LEXINGTON, KY—A home builder from Georgetown, Kentucky is accused of fraudulently obtaining more than a million dollars in loans from a Frankfort bank.

A federal grand jury in Lexington indicted 58-year-old Lee C. Tevis for bank fraud, conspiracy, making false statements in a loan application, aiding and abetting bank embezzlement, and aggravated identity theft.

http://liarcatchers.com/fraud_investigation.html

The indictment alleges that starting in 2006 Tevis began construction on a house and fraudulently obtained more loans from American Founders Bank (AFB) than he was entitled to receive. He obtained the loans by setting up shell corporations in the names of other people to bypass AFB’s loan limits.

Tevis allegedly used some of the money from loans obtained to construct a house in Frankfort to pay off debt on other construction projects.

Since Tevis reached his loan limits, he allegedly set up a bogus corporation named Two Amigos, LLC, in the name of his company’s foreman, even though Tevis was the true recipient of the loans. The indictment accuses Tevis of using the Social Security number of the foreman’s 5-year-old son to pass the bank’s credit check.

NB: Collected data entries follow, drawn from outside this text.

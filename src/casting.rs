//! Checked numeric conversions used at the container boundary.
//!
//! # Assumptions
//!
//! ## Tile counts and offsets
//! Classic TIFF stores tile offsets and byte counts as 32-bit values. Anything
//! larger is a configuration problem for the output file, not a panic.
//!
//! ## Buffer sizes (`u64` → `usize`)
//! Tile buffers are allocated in memory, so their byte size must fit `usize`.
//! On 32-bit targets a huge tile fails with an error instead of truncating.
//!
//! ## Sample statistics (`f64` → tag integers)
//! Unsigned min/max tags are SHORT values. Statistics outside the SHORT range
//! are clamped rather than wrapped.

use std::convert::TryFrom;

use crate::error::{OvrError, Result};

/// Convert a `u64` byte count to `usize`, failing on 32-bit overflow.
///
/// # Errors
/// Returns a configuration error if the value exceeds `usize::MAX`.
#[inline]
pub fn u64_to_usize(value: u64) -> Result<usize> {
    usize::try_from(value).map_err(|_| {
        OvrError::Configuration(format!(
            "size {value} exceeds maximum addressable size on this platform"
        ))
    })
}

/// Convert a file offset to the 32-bit form classic TIFF stores.
///
/// # Errors
/// Returns a configuration error if the output grew past 4 GiB.
#[inline]
pub fn offset_to_u32(value: u64) -> Result<u32> {
    u32::try_from(value).map_err(|_| {
        OvrError::Configuration(format!(
            "offset {value} does not fit a classic TIFF (4 GiB limit)"
        ))
    })
}

/// Convert a band count to the SHORT `SamplesPerPixel` stores.
///
/// # Errors
/// Returns a configuration error above 65535 bands.
#[inline]
pub fn band_count_to_u16(value: usize) -> Result<u16> {
    u16::try_from(value)
        .map_err(|_| OvrError::Configuration(format!("{value} bands exceed u16 maximum (65535)")))
}

/// Clamp a statistic into the SHORT range used by `Min/MaxSampleValue`.
#[inline]
#[must_use]
pub fn f64_to_clamped_u16(value: f64) -> u16 {
    if value.is_nan() || value <= 0.0 {
        return 0;
    }
    if value >= f64::from(u16::MAX) {
        return u16::MAX;
    }
    // Safety: range checked above
    #[allow(clippy::cast_possible_truncation, clippy::cast_sign_loss)]
    {
        value as u16
    }
}

/// Clamp a statistic into the LONG range used for 32-bit samples.
#[inline]
#[must_use]
pub fn f64_to_clamped_u32(value: f64) -> u32 {
    if value.is_nan() || value <= 0.0 {
        return 0;
    }
    if value >= f64::from(u32::MAX) {
        return u32::MAX;
    }
    #[allow(clippy::cast_possible_truncation, clippy::cast_sign_loss)]
    {
        value as u32
    }
}

/// Byte size of one tile buffer.
///
/// # Errors
/// Returns a configuration error if the buffer cannot be addressed.
pub fn tile_bytes(tile_width: u32, tile_height: u32, bytes_per_sample: usize) -> Result<usize> {
    let pixels = u64::from(tile_width) * u64::from(tile_height);
    let bytes = pixels
        .checked_mul(bytes_per_sample as u64)
        .ok_or_else(|| OvrError::Configuration("tile byte size overflows u64".to_string()))?;
    u64_to_usize(bytes)
}
//! Partitioning of a region into streamed pieces.
//!
//! Every splitter produces a [`SplitPlan`]: a regular grid anchored at the
//! region origin whose last row and column absorb the remainder. The pieces
//! therefore cover the region exactly, never overlap, and come out in the same
//! row-major order for the same `(region, N)` input.

use serde::{Deserialize, Serialize};

use crate::error::{OvrError, Result};
use crate::region::Region;

/// Strategy that turns a requested piece count into a concrete plan.
pub trait RegionSplitter {
    /// Plan at most roughly `requested` pieces over `region`. The actual count
    /// is reported by [`SplitPlan::number_of_splits`] and may differ.
    fn plan(&self, region: Region, requested: u64) -> SplitPlan;
}

/// Horizontal strips along the outermost axis (rows).
///
/// A region one row tall is split along columns instead; a 1x1 region is
/// never split.
#[derive(Debug, Clone, Copy, Default, PartialEq, Eq)]
pub struct StripSplitter;

impl RegionSplitter for StripSplitter {
    fn plan(&self, region: Region, requested: u64) -> SplitPlan {
        let requested = requested.max(1);
        if region.is_empty() {
            return SplitPlan::single(region);
        }

        if region.height > 1 {
            let rows_per_piece = region.height.div_ceil(requested);
            SplitPlan::grid(region, region.width, rows_per_piece)
        } else if region.width > 1 {
            let cols_per_piece = region.width.div_ceil(requested);
            SplitPlan::grid(region, cols_per_piece, region.height)
        } else {
            SplitPlan::single(region)
        }
    }
}

/// Square pieces whose total count approximates the requested one.
///
/// With a tile hint, the side is rounded up to a multiple of the hint so that
/// pieces line up with the tiles of the storage layer.
#[derive(Debug, Clone, Copy, Default, PartialEq, Eq, Serialize, Deserialize)]
pub struct SquareTileSplitter {
    pub tile_hint: u64,
}

impl SquareTileSplitter {
    #[must_use]
    pub fn with_tile_hint(tile_hint: u64) -> Self {
        Self { tile_hint }
    }

    fn align(&self, side: u64) -> u64 {
        let side = side.max(1);
        if self.tile_hint > 1 {
            side.div_ceil(self.tile_hint) * self.tile_hint
        } else {
            side
        }
    }

    /// Plan fixed square pieces of `side` pixels (aligned to the hint).
    #[must_use]
    pub fn plan_with_side(&self, region: Region, side: u64) -> SplitPlan {
        if region.is_empty() {
            return SplitPlan::single(region);
        }
        let side = self.align(side);
        SplitPlan::grid(region, side, side)
    }
}

impl RegionSplitter for SquareTileSplitter {
    fn plan(&self, region: Region, requested: u64) -> SplitPlan {
        let requested = requested.max(1);
        if region.is_empty() || requested == 1 {
            return SplitPlan::single(region);
        }
        // Allow cast precision loss: the side only needs to be approximate
        #[allow(clippy::cast_precision_loss, clippy::cast_possible_truncation, clippy::cast_sign_loss)]
        let side = (region.pixel_count() as f64 / requested as f64).sqrt().ceil() as u64;
        self.plan_with_side(region, side)
    }
}

/// A fixed partition of one region, computed once per execution.
#[derive(Debug, Clone, Copy, PartialEq, Eq, Serialize, Deserialize)]
pub struct SplitPlan {
    region: Region,
    piece_width: u64,
    piece_height: u64,
    columns: u64,
    rows: u64,
}

impl SplitPlan {
    /// The whole region as one piece
    #[must_use]
    pub fn single(region: Region) -> Self {
        Self {
            region,
            piece_width: region.width,
            piece_height: region.height,
            columns: 1,
            rows: 1,
        }
    }

    fn grid(region: Region, piece_width: u64, piece_height: u64) -> Self {
        let piece_width = piece_width.clamp(1, region.width.max(1));
        let piece_height = piece_height.clamp(1, region.height.max(1));
        Self {
            region,
            piece_width,
            piece_height,
            columns: region.width.div_ceil(piece_width).max(1),
            rows: region.height.div_ceil(piece_height).max(1),
        }
    }

    #[must_use]
    pub fn region(&self) -> Region {
        self.region
    }

    /// Total number of pieces, fixed for the lifetime of the plan
    #[must_use]
    pub fn number_of_splits(&self) -> u64 {
        self.columns * self.rows
    }

    /// Nominal size of one piece; edge pieces may be smaller
    #[must_use]
    pub fn piece_size(&self) -> (u64, u64) {
        (self.piece_width, self.piece_height)
    }

    /// The `index`-th piece in row-major order.
    ///
    /// # Errors
    /// Returns a configuration error if `index >= number_of_splits()`.
    pub fn split(&self, index: u64) -> Result<Region> {
        let total = self.number_of_splits();
        if index >= total {
            return Err(OvrError::Configuration(format!(
                "split index {index} out of range 0..{total}"
            )));
        }
        let col = index % self.columns;
        let row = index / self.columns;

        let dx = col * self.piece_width;
        let dy = row * self.piece_height;
        let width = self.piece_width.min(self.region.width.saturating_sub(dx));
        let height = self.piece_height.min(self.region.height.saturating_sub(dy));

        Ok(Region::new(
            self.region.x.saturating_add(offset(dx)),
            self.region.y.saturating_add(offset(dy)),
            width,
            height,
        ))
    }

    /// Iterate over all pieces in order
    pub fn iter(&self) -> impl Iterator<Item = Region> + '_ {
        (0..self.number_of_splits()).filter_map(move |i| self.split(i).ok())
    }
}

#[inline]
fn offset(value: u64) -> i64 {
    i64::try_from(value).unwrap_or(i64::MAX)
}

Tevis fraudulently received approximately $1.4 million in loans from the bank, according to the indictment. The bank eventually foreclosed on the home, but allegedly suffered a significant financial loss.

The U.S. Attorney’s Office for the Eastern District of Kentucky, the Federal Bureau of Investigation (FBI) and the Federal Deposit Insurance Corporation, Office of Inspector General, jointly announced the indictment after it was returned.

The investigation was conducted by the FBI and the FDIC. Assistant U.S. Attorneys Andrew Sparks and James Arehart represented the U.S. Attorney’s Office in this case.

A date for Tevis to appear in court in Lexington has not yet been set. If convicted, Tevis faces a mandatory two years on the identity theft charges and up to 30 years in prison on the other charges. However, before the court can impose a sentence following a conviction, it must consider the U.S. Sentencing Guidelines and the applicable federal statutes.

The indictment of a person by a grand jury is an accusation only, and that person is presumed innocent unless proven guilty.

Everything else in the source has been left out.